Bereits vor über 150 Jahren beschrieb Heinrich Hoffmann, Frankfurter Nervenarzt und Verfasser des berühmten Struwwelpeters, mit der Figur des Daumenlutscherbuben Konrad die Ärgernisse und vergeblichen pädagogischen Bemühungen der Erwachsenenwelt angesichts eines kindlichen Lutschhabits. „Und vor allem, Konrad, hör! / Lutsche nicht am Daumen mehr.“ Die Erziehungstile mögen seitdem wechseln von autoritär über laissez-faire zu konsequentem Hin-und-Her – das nervige Thema aber bleibt, denn: „Fort geht nun die Mutter und / Wupp ! den Daumen in den Mund“.

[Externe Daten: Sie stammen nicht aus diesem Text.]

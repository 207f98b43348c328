use actix::Message;
use serde::Serialize;

use crate::services::db_models::{Catalog, PendingOrder, Topping};
use crate::types::{CatalogRef, StoreResult};

#[derive(Debug, Clone, PartialEq, Eq, Serialize)]
pub struct CustomerDetails {
    pub name: String,
    pub phone: String,
    pub address: String,
}

/// A fully resolved order ready to be written.
#[derive(Debug, Clone)]
pub struct PizzaOrder {
    pub customer: CustomerDetails,
    pub crust: CatalogRef,
    pub sauce: CatalogRef,
    pub topping_ids: Vec<i32>,
}

#[derive(Debug, Clone, Copy, PartialEq, Eq)]
pub struct CommittedOrder {
    pub order_id: i32,
    pub customer_id: i32,
    pub pizza_id: i32,
}

/// What the confirmation page shows.
#[derive(Debug, Clone, PartialEq, Serialize)]
pub struct OrderSummary {
    pub customer: CustomerDetails,
    pub crust_id: i32,
    pub crust: String,
    pub sauce_id: i32,
    pub sauce: String,
    /// Resolved toppings in the order they were selected.
    pub toppings: Vec<Topping>,
}

#[derive(Message, Debug)]
#[rtype(result = "StoreResult<Catalog>")]
pub struct FetchCatalog;

#[derive(Message, Debug)]
#[rtype(result = "StoreResult<OrderSummary>")]
pub struct SummarizeOrder {
    pub customer: CustomerDetails,
    pub crust_id: i32,
    pub sauce_id: i32,
    pub topping_ids: Vec<i32>,
}

#[derive(Message, Debug)]
#[rtype(result = "StoreResult<CommittedOrder>")]
pub struct CommitOrder(pub PizzaOrder);

#[derive(Message, Debug)]
#[rtype(result = "StoreResult<Vec<PendingOrder>>")]
pub struct FetchPendingOrders;

#[derive(Message, Debug)]
#[rtype(result = "StoreResult<usize>")]
pub struct DeleteOrder(pub i32);
use std::fmt::{Debug, Formatter};

use config::{Config, ConfigBuilder, ConfigError, Environment};
use config::builder::DefaultState;
use serde::Deserialize;
use url::Url;

/// Process configuration, read once at startup from the environment
/// (`DB_HOST`, `DB_USER`, `DB_PASSWORD`, `DB_NAME`, ...).
#[derive(Deserialize, Clone)]
pub struct Settings {
    pub db_host: String,
    pub db_port: u16,
    pub db_user: String,
    pub db_password: String,
    pub db_name: String,
    /// Takes precedence over the `db_*` parts when set.
    pub database_url: Option<String>,
    pub db_workers: usize,
    pub db_pool_size: u32,
    pub bind_address: String,
    pub templates_dir: String,
}

impl Settings {
    pub fn from_env() -> Result<Self, ConfigError> {
        Self::from_builder(Config::builder().add_source(Environment::default()))
    }

    pub fn from_builder(builder: ConfigBuilder<DefaultState>) -> Result<Self, ConfigError> {
        builder
            .set_default("db_port", 5432)?
            .set_default("db_workers", 5)?
            .set_default("db_pool_size", 10)?
            .set_default("bind_address", "127.0.0.1:8080")?
            .set_default("templates_dir", "templates")?
            .build()?
            .try_deserialize()
    }

    pub fn database_url(&self) -> Result<String, ConfigError> {
        if let Some(db_url) = &self.database_url {
            return Ok(db_url.clone());
        }

        let invalid = |what: &str| ConfigError::Message(format!("invalid database {what}"));

        let mut url = Url::parse(&format!("postgres://{}:{}", self.db_host, self.db_port))
            .map_err(|_| invalid("host"))?;
        url.set_username(&self.db_user)
            .map_err(|_| invalid("user"))?;
        url.set_password(Some(&self.db_password))
            .map_err(|_| invalid("password"))?;
        url.set_path(&self.db_name);

        Ok(url.to_string())
    }
}

impl Debug for Settings {
    fn fmt(&self, f: &mut Formatter<'_>) -> std::fmt::Result {
        f.debug_struct("Settings")
            .field("db_host", &self.db_host)
            .field("db_port", &self.db_port)
            .field("db_user", &self.db_user)
            .field("db_password", &"***")
            .field("db_name", &self.db_name)
            .field("database_url", &self.database_url.as_ref().map(|_| "***"))
            .field("db_workers", &self.db_workers)
            .field("db_pool_size", &self.db_pool_size)
            .field("bind_address", &self.bind_address)
            .field("templates_dir", &self.templates_dir)
            .finish()
    }
}
use diesel::Insertable;
use serde::Serialize;

use crate::schema::clients;
use crate::schema::pizzas;
use crate::schema::pizzas_garnitures;

#[derive(Insertable, Serialize, Clone)]
#[diesel(table_name = clients)]
pub struct NewCustomer<'a> {
    pub nom: &'a str,
    pub telephone: &'a str,
    pub adresse: &'a str,
}

#[derive(Insertable, Serialize, Clone)]
#[diesel(table_name = pizzas)]
pub struct NewPizza {
    pub commande_id: i32,
    pub croute_id: i32,
    pub sauce_id: i32,
}

#[derive(Insertable, Serialize, Clone)]
#[diesel(table_name = pizzas_garnitures)]
pub struct PizzaTopping {
    pub pizza_id: i32,
    pub garniture_id: i32,
}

Eltern heute sind sich dank der University of Google bereits beim ersten Anblick ihres zart am Däumchen suckelnden Neugeborenen der möglichen Konsequenzen für die spätere Sprach- und Zahnentwicklung bewußt, anstatt daß ihnen erst einmal nur und ausschließlich das Herz aufgeht. Und ja, zugegeben: Hartnäckiges Daumenlutschen bis ins Klein- oder gar Schulkind-alter birgt tatsächlich ein erhebliches Risiko für Zahnfehlstellungen (Überbiß, offener Biß uvm.) und eine erschwerte kindliche Sprachentwicklung. Intensive und jahrelange kiefer-orthopädische Regulierungen sowie logopädische Dauerveordnungen können die Folge sein.
Kurzum. Daumenlutschen gilt bis heute als eine nahezu ausschließlich negativ belegte, schlechte Angewohnheit.
Endlich. Wie jüngst in der Fachzeitschrift Pediatrics veröffentlicht scheinen Kinder, die am Daumen lutschen oder gar Nägel kauen, ein geringeres Risiko zu haben, später eine Allergie zu entwickeln (Lynch SJ et al., Pediatrics 2016;138:e20160443). Neuseeländiche Wissenschaftler begleiteten eine große Studienkohorte von Geburt an über mehr als 30 Jahre, befragten Eltern zum Hang ihrer Kinder zum Daumenlutschen oder Nägelkauen und führten Allergietests durch. Mit 38 % war die allergische Sensibilisierung bei Kindern mit einem der beiden Laster tatsächlich niedriger als bei Kindern ohne (49%). Bei Kindern, die sowohl Daumen lutschten als auch Nägel kauten war das Atopierisiko sogar noch geringer (31%). Spannenderweise hatten diese Befunde noch im Alter von 32 Jahren Bestand, und das unabhängig von Faktoren wie Geschlecht, Allergien der Eltern, Stillen oder Haustierhaltung.
Diese Ergebisse gelten als weiterer Beleg der sogen. Hygienehypothese, der zufolge die heutige keimarme Umgebung die Entwicklung des kindlichen Immunsystems fehlleitet und Richtung Allegien lenkt.
Spannend allemal. Und betrachten wir von nun an Daumenlutscher vielleicht doch ein wenig wohlwollender und geduldiger. Aber – ob kindliches Daumenlutschen nun wirklich vor späteren Allergien bewahren kann? Wahrscheinlich eher nicht. Da hilft wohl eher Daumendrücken.